UPDATED 12:52 EST / APRIL 13 2018

APPS

Telegram banned in Russia for refusing to hand over encryption keys

Privacy-focused messaging app Telegram today was banned in Russia for once again refusing to turn over its encryption keys to government authorities.

Telegram Messenger LLP, the company behind the app, has been fending off the Russian Supreme Court for several months, but the court rejected Telegram’s final appeal in March. The court argued that Telegram’s end-to-end encryption poses a risk to national security, and it ordered the company to give its encryption keys to the Federal Security Service or FSB, the modern-day successor to the KGB.

The Russian court told Telegram that it would ban the app if the company did not comply with its demands, and now the court has followed through on that threat.

“The ban on access to information will be in force until the FSB’s demands are met on providing keys for decrypting user messages,” said Judge Yulia Smolina, according to the official Russian news organization TASS. Telegram still has the opportunity to appeal the ban, but given the court’s rejection of the company’s last appeal, it may not make much of a difference.

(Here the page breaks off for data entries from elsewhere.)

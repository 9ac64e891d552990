//! finreport - financial data analysis and reporting
//!
//! A CLI tool that loads tabular company financials, computes portfolio,
//! company and sector statistics with simple risk flags, and writes a
//! Markdown or JSON report with optional LLM commentary.
//!
//! Exit codes:
//!   0 - Success
//!   1 - Runtime error (unreadable input, missing column, invalid metric, I/O)
//!   2 - Self-test failure, or --fail-on-risk threshold reached

mod analysis;
mod charts;
mod cli;
mod config;
mod error;
mod format;
mod loader;
mod models;
mod narrator;
mod report;

use analysis::{
    company_insights, integrity_checks, risk_assessment, sector_insights, summarize,
    top_performers,
};
use anyhow::{Context, Result};
use chrono::{Local, Utc};
use cli::{Args, OutputFormat};
use config::{Config, CONFIG_FILE};
use format::{money, percent};
use loader::{sample_table, SampleDataset};
use models::{AnalysisReport, FinancialTable, ReportMetadata};
use narrator::{ChatClient, NarrationInput, Narrator};
use std::path::{Path, PathBuf};
use std::time::Instant;
use tracing::{debug, error, info, warn};
use tracing_subscriber::FmtSubscriber;

#[tokio::main]
async fn main() -> Result<()> {
    // Load .env before clap reads env-backed arguments
    let dotenv = dotenvy::dotenv();

    let args = Args::parse_args();

    if let Err(e) = args.validate() {
        eprintln!("Error: {}", e);
        std::process::exit(1);
    }

    // Handle --init-config early (no logging needed)
    if args.init_config {
        return handle_init_config();
    }

    init_logging(&args)?;

    info!("finreport v{}", env!("CARGO_PKG_VERSION"));
    match dotenv {
        Ok(path) => debug!("Loaded environment from {}", path.display()),
        Err(e) if e.not_found() => debug!("No .env file found"),
        Err(e) => warn!("Failed to load .env: {}", e),
    }
    debug!("Arguments: {:?}", args);

    let outcome = if args.self_test {
        run_self_test()
    } else {
        run_report(args).await
    };

    match outcome {
        Ok(exit_code) => std::process::exit(exit_code),
        Err(e) => {
            error!("Report failed: {:#}", e);
            eprintln!("\n❌ Error: {:#}", e);
            std::process::exit(1);
        }
    }
}

/// Handle --init-config: generate a default .finreport.toml.
fn handle_init_config() -> Result<()> {
    let path = Path::new(CONFIG_FILE);

    if path.exists() {
        eprintln!(
            "⚠️  {} already exists. Remove it first or edit it manually.",
            CONFIG_FILE
        );
        std::process::exit(1);
    }

    let content = Config::default_toml();
    std::fs::write(path, &content).with_context(|| format!("Failed to write {}", CONFIG_FILE))?;

    println!("✅ Created {} with default settings.", CONFIG_FILE);
    println!("   Edit it to customize the model, ranking metric, charts, and more.");
    Ok(())
}

/// Initialize logging based on verbosity settings.
fn init_logging(args: &Args) -> Result<()> {
    let level = args.log_level();

    let subscriber = FmtSubscriber::builder()
        .with_max_level(level)
        .with_target(false)
        .with_thread_ids(false)
        .with_file(false)
        .with_line_number(false)
        .compact()
        .finish();

    tracing::subscriber::set_global_default(subscriber)
        .context("Failed to set tracing subscriber")
}

/// Run the integrity checks over every built-in scenario. Returns exit code (0 or 2).
fn run_self_test() -> Result<i32> {
    println!("🧪 Running integrity checks on built-in scenarios...\n");

    let mut failures = 0;
    for dataset in SampleDataset::SCENARIOS {
        let table = sample_table(dataset);
        let summary = summarize(&table);
        println!("📊 {}", dataset.title());
        println!(
            "   Revenue: {} | Net Income: {} | Avg Margin: {}",
            money(summary.total_revenue),
            money(summary.total_net_income),
            percent(summary.profit_margin_avg, 2)
        );

        for check in integrity_checks(&table, &summary) {
            let mark = if check.passed { "✅" } else { "❌" };
            println!("   {} {}: {}", mark, check.name, check.message);
            if !check.passed {
                failures += 1;
            }
        }

        let risk = risk_assessment(&table);
        println!(
            "   Risk: {} high expense, {} low margin, {} at risk\n",
            risk.high_debt_companies,
            risk.low_profit_margin_companies,
            risk.companies_at_risk.len()
        );
    }

    if failures > 0 {
        eprintln!("⛔ {} integrity check(s) failed (exit code 2).", failures);
        return Ok(2);
    }
    println!("✅ All integrity checks passed.");
    Ok(0)
}

/// Run the complete report workflow. Returns exit code (0 or 2).
async fn run_report(args: Args) -> Result<i32> {
    let start_time = Instant::now();

    let mut config = load_config(&args)?;
    config.merge_with_args(&args);

    // Step 1: Load the data
    let table = load_table(&args)?;
    println!(
        "📥 Loaded {} records ({} companies) from {}",
        table.len(),
        table.distinct_companies(),
        args.source_label()
    );

    // Step 2: Aggregate
    let summary = summarize(&table);
    let companies = company_insights(&table);
    let sectors = if config.report.include_sectors {
        sector_insights(&table)
    } else {
        Vec::new()
    };
    let top = top_performers(&table, &config.report.ranking_metric, config.report.top_n)?;
    let risk = config.report.include_risk.then(|| risk_assessment(&table));
    info!(
        "Aggregated {} companies, {} sectors, {} top performers",
        companies.len(),
        sectors.len(),
        top.len()
    );

    // Step 3: Charts
    let rendered_charts = if config.charts.enabled {
        match charts::select_renderer(config.charts.format) {
            Some(renderer) => {
                charts::render_all(renderer.as_ref(), &charts::build_charts(&table, &sectors))
            }
            None => Vec::new(),
        }
    } else {
        Vec::new()
    };

    // Step 4: Commentary
    let narrative = if config.report.include_narrative {
        let narrator = build_narrator(&args, &config)?.with_progress(!args.quiet);
        if narrator.is_remote() {
            println!("🤖 Generating commentary with {}...", config.model.name);
        }
        let risk_for_prompt = risk.clone().unwrap_or_else(|| risk_assessment(&table));
        let input = NarrationInput {
            summary: &summary,
            companies: &companies,
            sectors: &sectors,
            risk: &risk_for_prompt,
            top_performers: &top,
        };
        Some(narrator.narrate(&input).await)
    } else {
        None
    };

    // Step 5: Build and write the report
    let metadata = ReportMetadata {
        source: args.source_label(),
        generated_at: Utc::now(),
        records: table.len(),
        columns: table.columns().to_vec(),
        narration: narrative
            .as_ref()
            .map(|n| n.mode_label())
            .unwrap_or_else(|| "none".to_string()),
        duration_seconds: start_time.elapsed().as_secs_f64(),
    };

    let report = AnalysisReport {
        metadata,
        summary,
        companies,
        sectors,
        top_performers: top,
        ranking_metric: config.report.ranking_metric.clone(),
        risk,
        charts: rendered_charts,
        narrative,
    };

    let output = match args.format {
        OutputFormat::Json => report::generate_json_report(&report)?,
        OutputFormat::Markdown => report::generate_markdown_report(&report),
    };
    let output_path = PathBuf::from(&config.general.output);
    std::fs::write(&output_path, &output)
        .with_context(|| format!("Failed to write report to {}", output_path.display()))?;

    if let Some(ref dir) = config.general.export_dir {
        let files = report::export_all(&report, Path::new(dir), Local::now().date_naive())
            .with_context(|| format!("Failed to export to {}", dir))?;
        for path in files.paths() {
            println!("💾 Exported {}", path.display());
        }
    }

    // Print summary
    println!("\n📊 Analysis Summary:");
    println!(
        "   Companies: {} | Records: {}",
        report.summary.total_companies, report.summary.total_records
    );
    println!(
        "   Revenue: {} | Net Income: {}",
        money(report.summary.total_revenue),
        money(report.summary.total_net_income)
    );
    println!(
        "   Avg Profit Margin: {}",
        percent(report.summary.profit_margin_avg, 2)
    );
    if let Some(ref risk) = report.risk {
        println!("   Companies at risk: {}", risk.companies_at_risk.len());
    }
    println!("   Duration: {:.1}s", start_time.elapsed().as_secs_f64());
    println!("\n✅ Report saved to: {}", output_path.display());

    // Check --fail-on-risk threshold
    if let Some(threshold) = args.fail_on_risk {
        let at_risk = report
            .risk
            .as_ref()
            .map(|r| r.companies_at_risk.len())
            .unwrap_or_else(|| risk_assessment(&table).companies_at_risk.len());
        if at_risk >= threshold {
            eprintln!(
                "\n⛔ {} companies at risk (threshold {}). Failing (exit code 2).",
                at_risk, threshold
            );
            return Ok(2);
        }
    }

    Ok(0)
}

/// Load the table named on the command line.
fn load_table(args: &Args) -> Result<FinancialTable> {
    if let Some(ref path) = args.input {
        info!("Loading {}", path.display());
        return loader::load_path(path)
            .with_context(|| format!("Failed to load {}", path.display()));
    }
    let dataset = args.sample.unwrap_or(SampleDataset::Tech);
    info!("Using sample dataset: {}", dataset.title());
    Ok(sample_table(dataset))
}

/// Remote narrator when an API key is configured, template otherwise.
fn build_narrator(args: &Args, config: &Config) -> Result<Narrator> {
    match args.api_key.as_deref().map(str::trim) {
        Some(key) if !key.is_empty() => {
            let client = ChatClient::new(config.chat_config(key))?;
            Ok(Narrator::remote(Box::new(client)))
        }
        _ => {
            info!("No API key set, commentary will use the template summary");
            Ok(Narrator::template())
        }
    }
}

/// Load configuration from file or use defaults.
fn load_config(args: &Args) -> Result<Config> {
    // Try explicit config path
    if let Some(ref config_path) = args.config {
        info!("Loading config from: {}", config_path.display());
        return Config::load(config_path);
    }

    // Try default location
    match Config::load_default() {
        Ok(Some(config)) => {
            info!("Loaded default config from {}", CONFIG_FILE);
            Ok(config)
        }
        Ok(None) => {
            debug!("No config file found, using defaults");
            Ok(Config::default())
        }
        Err(e) => {
            warn!("Failed to load config: {}", e);
            Ok(Config::default())
        }
    }
}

Telegram Chief Executive Pavel Durov has repeatedly condemned Russia’s efforts to compromise the app’s security and privacy features, and he said last month that the court’s threats “won’t bear fruit.” Despite today’s ban, Durov once again said that Telegram has no plans to turn over its keys to the Russian government.

“The power that local governments have over IT corporations is based on money,” said Durov. “At any given moment, a government can crash their stocks by threatening to block revenue streams from its markets and thus force these companies to do strange things (remember how last year Apple moved iCloud servers to China). At Telegram, we have the luxury of not caring about revenue streams or ad sales. Privacy is not for sale, and human rights should not be compromised out of fear or greed.”

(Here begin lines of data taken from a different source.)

//! Level-payment loan amortization.
//!
//! One implementation of the monthly payment formula and the schedule built
//! from it, shared by every consumer that previews, summarises or charts a
//! loan. All math in `rust_decimal::Decimal`.

pub mod payment;
pub mod schedule;

use serde::{Deserialize, Serialize};
use std::time::Instant;

use crate::money::round_to_cents;
use crate::terms::{LoanProduct, LoanTerms, TermUnit};
use crate::types::{with_metadata, ComputationOutput, Money, Rate};
use crate::AgriFinResult;

pub use payment::compute_monthly_payment;
pub use schedule::{
    derive_totals, generate_schedule, generate_schedule_with, AmortizationSchedule, LoanTotals,
    RoundingMode, ScheduleEntry,
};

/// Terms longer than this draw a warning.
const LONG_TERM_MONTHS: u32 = 360;

// ---------------------------------------------------------------------------
// Input / output types
// ---------------------------------------------------------------------------

/// Loan terms plus the rounding mode to amortize them with.
#[derive(Debug, Clone, Serialize, Deserialize)]
pub struct AmortizationInput {
    #[serde(flatten)]
    pub terms: LoanTerms,
    #[serde(default)]
    pub rounding: RoundingMode,
}

/// A catalog loan product to amortize.
#[derive(Debug, Clone, Serialize, Deserialize)]
pub struct ProductAmortizationInput {
    pub product: LoanProduct,
    #[serde(default)]
    pub rounding: RoundingMode,
}

/// Monthly payment preview for a loan application.
#[derive(Debug, Clone, Serialize, Deserialize)]
pub struct PaymentQuote {
    pub term_months: u32,
    pub monthly_rate: Rate,
    pub monthly_payment: Money,
    pub monthly_payment_rounded: Money,
}

/// Full amortization of a loan: payment, totals and schedule.
#[derive(Debug, Clone, Serialize, Deserialize)]
pub struct AmortizationOutput {
    pub term_months: u32,
    pub monthly_rate: Rate,
    pub monthly_payment: Money,
    pub final_payment: Money,
    #[serde(flatten)]
    pub totals: LoanTotals,
    pub schedule: Vec<ScheduleEntry>,
}

// ---------------------------------------------------------------------------
// Public API
// ---------------------------------------------------------------------------

/// Quote the fixed monthly payment for a set of loan terms.
pub fn quote_payment(input: &AmortizationInput) -> AgriFinResult<ComputationOutput<PaymentQuote>> {
    let start = Instant::now();
    let mut warnings = Vec::new();

    input.terms.validate()?;
    let term_months = input.terms.term_months()?;
    term_warnings(&input.terms, term_months, &mut warnings);

    let monthly_payment = compute_monthly_payment(
        input.terms.principal,
        input.terms.annual_interest_rate_percent,
        term_months,
    )?;

    let quote = PaymentQuote {
        term_months,
        monthly_rate: input.terms.monthly_rate(),
        monthly_payment,
        monthly_payment_rounded: round_to_cents(monthly_payment),
    };

    let elapsed = start.elapsed().as_micros() as u64;
    Ok(with_metadata(
        "Level-payment annuity (monthly compounding)",
        input,
        warnings,
        elapsed,
        quote,
    ))
}

/// Amortize a set of loan terms into a schedule with totals.
pub fn amortize(input: &AmortizationInput) -> AgriFinResult<ComputationOutput<AmortizationOutput>> {
    let start = Instant::now();
    let mut warnings = Vec::new();

    input.terms.validate()?;
    let term_months = input.terms.term_months()?;
    term_warnings(&input.terms, term_months, &mut warnings);

    let output = build_output(&input.terms, term_months, input.rounding, &mut warnings)?;

    let elapsed = start.elapsed().as_micros() as u64;
    Ok(with_metadata(
        methodology(input.rounding),
        input,
        warnings,
        elapsed,
        output,
    ))
}

/// Amortize a loan product from the backend catalog.
pub fn amortize_product(
    input: &ProductAmortizationInput,
) -> AgriFinResult<ComputationOutput<AmortizationOutput>> {
    let start = Instant::now();
    let mut warnings = Vec::new();

    if input.product.interest.is_none() {
        warnings.push("Product carries no interest rate; amortized interest-free".into());
    }
    if input.product.term.is_none() {
        warnings.push("Product carries no term; defaulted to 12 months".into());
    }

    let terms = input.product.to_terms()?;
    let term_months = terms.term_months()?;
    term_warnings(&terms, term_months, &mut warnings);

    let output = build_output(&terms, term_months, input.rounding, &mut warnings)?;

    let elapsed = start.elapsed().as_micros() as u64;
    Ok(with_metadata(
        methodology(input.rounding),
        input,
        warnings,
        elapsed,
        output,
    ))
}

// ---------------------------------------------------------------------------
// Helpers
// ---------------------------------------------------------------------------

fn build_output(
    terms: &LoanTerms,
    term_months: u32,
    rounding: RoundingMode,
    warnings: &mut Vec<String>,
) -> AgriFinResult<AmortizationOutput> {
    let schedule = generate_schedule_with(
        terms.principal,
        terms.annual_interest_rate_percent,
        term_months,
        rounding,
    )?;
    let totals = derive_totals(&schedule)?;
    let final_payment = schedule.final_payment();

    if rounding == RoundingMode::MinorUnits && final_payment != schedule.monthly_payment {
        warnings.push(format!(
            "Final payment adjusted to {final_payment} to close the balance (regular payment {})",
            schedule.monthly_payment
        ));
    }

    Ok(AmortizationOutput {
        term_months,
        monthly_rate: schedule.monthly_rate,
        monthly_payment: schedule.monthly_payment,
        final_payment,
        totals,
        schedule: schedule.entries,
    })
}

fn term_warnings(terms: &LoanTerms, term_months: u32, warnings: &mut Vec<String>) {
    if terms.term_unit == TermUnit::Years {
        warnings.push(format!(
            "Term of {} years amortized as {term_months} monthly periods",
            terms.term_count
        ));
    }
    if term_months > LONG_TERM_MONTHS {
        warnings.push(format!(
            "Term of {term_months} months exceeds {LONG_TERM_MONTHS}; check the term unit"
        ));
    }
}

fn methodology(rounding: RoundingMode) -> &'static str {
    match rounding {
        RoundingMode::Exact => "Level-payment amortization (full decimal precision)",
        RoundingMode::MinorUnits => "Level-payment amortization (integer minor units)",
    }
}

Durov said that Telegram users in Russia may be able to circumvent the ban using some of the app’s built-in systems, but he added that users may need to use a virtual private network to access Telegram in the country.

Russia isn’t the only issue dogging Telegram. It’s apparently an open secret, according to The Outline, that for years the service has been host to thousands of groups and channels for illegally sharing apps, movies, music and other content.